Social smokers muddle addiction definition

Recently, published an article about a new trend among Millennials dubbed “social smoking.” Now, more than ever, college students are beginning to smoke without defining themselves as smokers, but instead justifying it as something they only do when they drink or engage in social situations. This practice has grown recently, profiting from technology such as e-cigarettes, and its reasoning makes it easier for many to explain their smoking behavior as not overly damaging to their health in the long term. This trend is also interesting in that it marks a very substantial change: these young people are the largest participating demographic of smokers.

Overall, this trend is fairly easy to trace but difficult to fully explain as a social phenomenon. The majority of these young smokers consume a relatively small number of cigarettes compared to the average smoker. This practice is generally limited, especially among college students, to a few times a week and generally not every day. This leads to questioning the terms of what it means to be a smoker. Among this millennial population, the majority regardless of their consumption or dependency would not classify themselves as smokers, but rather claim that smoking is simply an activity they partake in when the situation warrants it. Such is the nature of “social smoking.”
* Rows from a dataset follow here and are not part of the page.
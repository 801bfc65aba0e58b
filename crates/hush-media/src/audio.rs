//! Audio extraction and re-muxing with FFmpeg.

use std::path::Path;

use async_trait::async_trait;
use hush_models::{Stage, StageResult};
use tracing::info;

use crate::command::{FfmpegCommand, StageExecutor};
use crate::error::{MediaError, MediaResult};
use crate::fs_utils::unusable_output_reason;

/// PCM layout the extraction stage produces.
#[derive(Debug, Clone, PartialEq, Eq)]
pub struct PcmFormat {
    /// FFmpeg audio codec name
    pub codec: String,
    /// Sample rate in Hz
    pub sample_rate: u32,
    /// Channel count
    pub channels: u16,
}

impl Default for PcmFormat {
    /// 16-bit little-endian stereo at 44.1 kHz.
    fn default() -> Self {
        Self {
            codec: "pcm_s16le".to_string(),
            sample_rate: 44_100,
            channels: 2,
        }
    }
}

/// Splits audio out of a container and puts it back.
#[async_trait]
pub trait Transcoder: Send + Sync {
    /// Transcode the audio track of `video` into a PCM file at `audio`.
    async fn extract_audio(&self, video: &Path, audio: &Path) -> MediaResult<StageResult>;

    /// Combine the picture stream of `video` (stream-copied) with the audio in
    /// `audio` into a new container at `output`.
    async fn remux(&self, video: &Path, audio: &Path, output: &Path) -> MediaResult<StageResult>;
}

/// Build the extraction command: drop video, transcode audio to `format`.
pub fn extraction_command(video: &Path, audio: &Path, format: &PcmFormat) -> FfmpegCommand {
    FfmpegCommand::new(video, audio)
        .no_video()
        .audio_codec(&format.codec)
        .audio_rate(format.sample_rate)
        .audio_channels(format.channels)
}

/// Build the re-mux command: first video stream of input 0, first audio
/// stream of input 1, video copied without re-encoding.
pub fn remux_command(video: &Path, audio: &Path, output: &Path) -> FfmpegCommand {
    FfmpegCommand::new(video, output)
        .add_input(audio)
        .map("0:v:0")
        .map("1:a:0")
        .video_codec("copy")
        .shortest()
}

/// `Transcoder` backed by the FFmpeg CLI.
#[derive(Debug, Clone)]
pub struct FfmpegTranscoder {
    program: String,
    format: PcmFormat,
    executor: StageExecutor,
}

impl Default for FfmpegTranscoder {
    fn default() -> Self {
        Self::new("ffmpeg")
    }
}

impl FfmpegTranscoder {
    /// Create a transcoder using the given FFmpeg binary.
    pub fn new(program: impl Into<String>) -> Self {
        Self {
            program: program.into(),
            format: PcmFormat::default(),
            executor: StageExecutor::new(),
        }
    }

    /// Set the PCM layout for extraction.
    pub fn with_format(mut self, format: PcmFormat) -> Self {
        self.format = format;
        self
    }

    /// Kill FFmpeg if a stage runs longer than `timeout`.
    pub fn with_timeout(mut self, timeout: std::time::Duration) -> Self {
        self.executor = self.executor.with_timeout(timeout);
        self
    }

    async fn run(&self, stage: Stage, cmd: FfmpegCommand) -> MediaResult<StageResult> {
        let output = cmd.output().to_path_buf();
        let cmd = cmd.program(&self.program).into_stage_command(stage)?;
        let result = self.executor.run(&cmd).await?;

        if let Some(reason) = unusable_output_reason(&output).await? {
            return Err(MediaError::EmptyOutput {
                stage,
                path: output,
                reason,
            });
        }

        Ok(result)
    }
}

#[async_trait]
impl Transcoder for FfmpegTranscoder {
    async fn extract_audio(&self, video: &Path, audio: &Path) -> MediaResult<StageResult> {
        info!(
            "Extracting audio: {} -> {} ({} Hz, {} ch)",
            video.display(),
            audio.display(),
            self.format.sample_rate,
            self.format.channels
        );
        self.run(
            Stage::Extracting,
            extraction_command(video, audio, &self.format),
        )
        .await
    }

    async fn remux(&self, video: &Path, audio: &Path, output: &Path) -> MediaResult<StageResult> {
        info!(
            "Re-muxing: {} + {} -> {}",
            video.display(),
            audio.display(),
            output.display()
        );
        self.run(Stage::Remuxing, remux_command(video, audio, output))
            .await
    }
}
So how real is this phenomenon of “social smoking,” and what are its implications as a designation in the millennial social environment? It seems that the most basic definition of a smoker would be one who consumes cigarettes, but if the individual has no real dependency on the substance and their consumption is intermittent or wholly situational, then perhaps the label is somewhat misguided. The designation becomes even more difficult when you take into account smoking apparatuses like e-cigs, of which the health risks are somewhat less extreme. I don’t argue that the idea of social smoking exists or that it is significantly less damaging than consistent smoking, but to discount it entirely as a safe or positive movement is to ignore its greater ideological implications and social impacts.

Whether or not those who are beginning to smoke now are becoming addicted to cigarettes, the movement is dangerous in the attitude that it fosters toward smoking in general. Cigarettes carry an extreme health risk, as everyone of course knows. Your doctor will tell you, your grandpa will tell you and even the pack that the cigarettes come in will tell you that. It is not a secret to anyone. With this in mind, those who choose to start now are doing so with the knowledge that it is damaging, so there are likely few witless victims at this point, seduced by the allure of smoking but ignorant of the intrinsic damage of the practice. At this level, there is nothing wrong with taking up the practice as an individual, but as a social movement it appears fairly negative.

So much has been done in the last century to make smoking more difficult. Places where it is allowed are limited, the cigarettes themselves are heavily taxed and overpriced and there is enough of a social stigma that smoking publicly is likely to garner a few judgmental glances. It seems likely that those who are beginning now are doing it as a countercultural move – as a reaction to what is expected as conventional.

While the opportunity for individuals to decide their own behaviors is extremely important, it is also important to consider the long term ramifications of behavior. A couple cigarettes may not be damaging, but smoking can very easily become a habit difficult to break, especially in the busy, tumultuous years immediately after college.

Conlan Campbell ’18 is from Burnsville, Minn. His major is undecided.